Ağlamaklı...

Üşüyorum, havanın soğukluğu yanı sıra ısınmama engel teşkil eden hususlar mevcut etrafta. Şiddet kol geziyor sokaklarda, elini kolunu sallayarak aramızda dolaşıyor. Kimimize bir selam “çakıp” yoluna devam ediyor. Durduramıyoruz, durdurmuyorlar derken selam çaktıkları borçlu çıkıyorlar, uyuyorlar uyanamıyorlar, gelmeyecek diyarlara yola çıkıyor, selamsız memleketleri yurt ediniyorlar kısacası çekip gidiyorlar, bir “Hoşça kal” ‘ı bizlere çok görerek. Bazılarının uykusu ağır oluyor ve kalkıp gidemiyorlar iyi ki, bizse ancak gidenlere iki damla eşliğinde el sallıyoruz, uyanmaya direnenlere de sevgimizi gönderiyoruz. Ama elimizden UYAN be çocuk demekten başka bir şey gelmiyor ne yazık ki…
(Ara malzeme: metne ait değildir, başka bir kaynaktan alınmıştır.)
//! Run configuration loaded from TOML.
//!
//! Every field has a default, so an empty file (or no file) is a valid
//! configuration:
//!
//! ```toml
//! [paths]
//! input_dir = "data/input"
//!
//! [processing]
//! chunk_size = 500
//!
//! [mappings.fare_class]
//! ECON = "ECONOMY"
//! PREM = "PREMIUM_ECONOMY"
//!
//! [document_types]
//! INTERNATIONAL_PASSPORT = "International passport"
//! ```
//!
//! A mapping table given in the file replaces the default table of the same
//! name; the other tables keep their defaults.

use std::collections::BTreeMap;
use std::path::{Path, PathBuf};

use aero_load::{DEFAULT_CHUNK_SIZE, DEFAULT_DOCUMENT_TYPES};
use aero_model::{DEFAULT_MAX_ERRORS, MappingTables};
use aero_validate::{DEFAULT_DATE_FORMAT, DEFAULT_DATETIME_FORMAT};
use anyhow::{Context, Result};
use serde::{Deserialize, Serialize};

/// Configuration file picked up from the working directory when
/// `--config` is not given.
pub const DEFAULT_CONFIG_FILE: &str = "aero-etl.toml";

#[derive(Debug, Clone, Default, PartialEq, Serialize, Deserialize)]
#[serde(default, deny_unknown_fields)]
pub struct EtlConfig {
    pub paths: PathsConfig,
    pub processing: ProcessingConfig,
    pub mappings: MappingTables,
    /// Document-type code to display name, seeded into the store.
    pub document_types: DocumentTypes,
}

#[derive(Debug, Clone, PartialEq, Eq, Serialize, Deserialize)]
#[serde(default, deny_unknown_fields)]
pub struct PathsConfig {
    pub input_dir: PathBuf,
    pub output_dir: PathBuf,
    pub processed_dir: PathBuf,
    pub errors_dir: PathBuf,
}

impl Default for PathsConfig {
    fn default() -> Self {
        Self {
            input_dir: PathBuf::from("data/input"),
            output_dir: PathBuf::from("data/output"),
            processed_dir: PathBuf::from("data/processed"),
            errors_dir: PathBuf::from("data/errors"),
        }
    }
}

#[derive(Debug, Clone, PartialEq, Eq, Serialize, Deserialize)]
#[serde(default, deny_unknown_fields)]
pub struct ProcessingConfig {
    /// Created records between store commits.
    pub chunk_size: usize,
    /// Error strings retained per feed.
    pub max_errors: usize,
    pub date_format: String,
    pub datetime_format: String,
    pub flights_sheet: String,
    pub fares_sheet: String,
}

impl Default for ProcessingConfig {
    fn default() -> Self {
        Self {
            chunk_size: DEFAULT_CHUNK_SIZE,
            max_errors: DEFAULT_MAX_ERRORS,
            date_format: DEFAULT_DATE_FORMAT.to_string(),
            datetime_format: DEFAULT_DATETIME_FORMAT.to_string(),
            flights_sheet: "Flights".to_string(),
            fares_sheet: "Fares".to_string(),
        }
    }
}

#[derive(Debug, Clone, PartialEq, Eq, Serialize, Deserialize)]
#[serde(transparent)]
pub struct DocumentTypes(pub BTreeMap<String, String>);

impl Default for DocumentTypes {
    fn default() -> Self {
        Self(
            DEFAULT_DOCUMENT_TYPES
                .iter()
                .map(|(code, name)| ((*code).to_string(), (*name).to_string()))
                .collect(),
        )
    }
}

impl DocumentTypes {
    pub fn iter(&self) -> impl Iterator<Item = (&str, &str)> {
        self.0
            .iter()
            .map(|(code, name)| (code.as_str(), name.as_str()))
    }
}

impl EtlConfig {
    /// Loads `path`, or [`DEFAULT_CONFIG_FILE`] when it exists, or the
    /// defaults.
    ///
    /// An explicitly given file must exist and parse.
    pub fn load(path: Option<&Path>) -> Result<Self> {
        match path {
            Some(path) => Self::from_file(path),
            None => {
                let default_path = Path::new(DEFAULT_CONFIG_FILE);
                if default_path.is_file() {
                    Self::from_file(default_path)
                } else {
                    Ok(Self::default())
                }
            }
        }
    }

    pub fn from_file(path: &Path) -> Result<Self> {
        let content = std::fs::read_to_string(path)
            .with_context(|| format!("read config {}", path.display()))?;
        Self::from_toml(&content).with_context(|| format!("parse config {}", path.display()))
    }

    pub fn from_toml(content: &str) -> Result<Self> {
        Ok(toml::from_str(content)?)
    }

    /// Creates the input, output, processed and errors directories.
    pub fn ensure_directories(&self) -> Result<()> {
        let paths = &self.paths;
        for dir in [
            &paths.input_dir,
            &paths.output_dir,
            &paths.processed_dir,
            &paths.errors_dir,
        ] {
            std::fs::create_dir_all(dir)
                .with_context(|| format!("create directory {}", dir.display()))?;
        }
        Ok(())
    }
}

#[cfg(test)]
mod tests {
    use super::*;

    #[test]
    fn test_empty_file_is_defaults() {
        let config = EtlConfig::from_toml("").unwrap();
        assert_eq!(config, EtlConfig::default());
        assert_eq!(config.processing.chunk_size, 1000);
        assert_eq!(config.processing.max_errors, 100);
        assert_eq!(config.paths.errors_dir, PathBuf::from("data/errors"));
    }

    #[test]
    fn test_partial_override() {
        let config = EtlConfig::from_toml(
            r#"
            [paths]
            input_dir = "/srv/inbound"

            [processing]
            chunk_size = 50

            [mappings.fare_class]
            prem = "premium_economy"
            "#,
        )
        .unwrap();

        assert_eq!(config.paths.input_dir, PathBuf::from("/srv/inbound"));
        assert_eq!(config.paths.output_dir, PathBuf::from("data/output"));
        assert_eq!(config.processing.chunk_size, 50);
        assert_eq!(config.processing.fares_sheet, "Fares");
        assert_eq!(
            config.mappings.fare_class.resolve("Prem"),
            Some("PREMIUM_ECONOMY")
        );
        assert_eq!(config.mappings.fare_class.resolve("ECON"), None);
        assert_eq!(
            config.mappings.document_type.resolve("passport"),
            Some("INTERNATIONAL_PASSPORT")
        );
        assert_eq!(config.document_types.0.len(), 5);
    }

    #[test]
    fn test_unknown_key_is_rejected() {
        let err = EtlConfig::from_toml("[processing]\nchunk = 5\n").unwrap_err();
        assert!(err.to_string().contains("chunk"));
    }

    #[test]
    fn test_missing_explicit_file_fails() {
        let dir = tempfile::TempDir::new().unwrap();
        let err = EtlConfig::load(Some(&dir.path().join("absent.toml"))).unwrap_err();
        assert!(format!("{err:#}").starts_with("read config"));
    }

    #[test]
    fn test_ensure_directories() {
        let dir = tempfile::TempDir::new().unwrap();
        let mut config = EtlConfig::default();
        config.paths.input_dir = dir.path().join("in");
        config.paths.output_dir = dir.path().join("out");
        config.paths.processed_dir = dir.path().join("done");
        config.paths.errors_dir = dir.path().join("nested/errors");

        config.ensure_directories().unwrap();
        assert!(dir.path().join("nested/errors").is_dir());
        assert!(dir.path().join("done").is_dir());
    }
}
Ama olsun biz iki damla dökerek uğurlarken gidenleri yeni şeyler öğreniyoruz, onlar fotoğraflarıyla bizlere yeni şeyler öğretiyor. Gülünüz, şiddete ve şiddetçiye karşı yanağınızdan tebessüm eksik olmasın…
Eyvallah çocuk olmasında, ya sen diyorsun içinden ama …yaş olup akıyor bu soru gözlerinden ağlamaklı kalıyorsun. Sonra düşünüyorsun “lan ne sulu göz olduk be” diye. Zira bunu demek için bayağı ağlamış oluyorsun; göçüp gidene ağlıyorsun, seni dinlemeyene ağlıyorsun, çocuklara ağlıyorsun, gülüşe ağlıyorsun, gözlere ağlıyorsun, bakışlara, bakamayışlara, kaçamayışlara, portakal sarısına, kapalı kapılara ağlıyorsun, anlayana anlamayana dinleyene dinlemeyene… gibi bir çok şeye ağlıyorsun. Elinde olmadan ağlıyorsun, tüylerin şaha kalkıyor bi haberi okurken ağlıyorsun, videoyu yarısında bırakıp ağlıyor, rast geldiğin bir resme dalıp ağlıyorsun… İstemsiz, habersiz, hareketsiz.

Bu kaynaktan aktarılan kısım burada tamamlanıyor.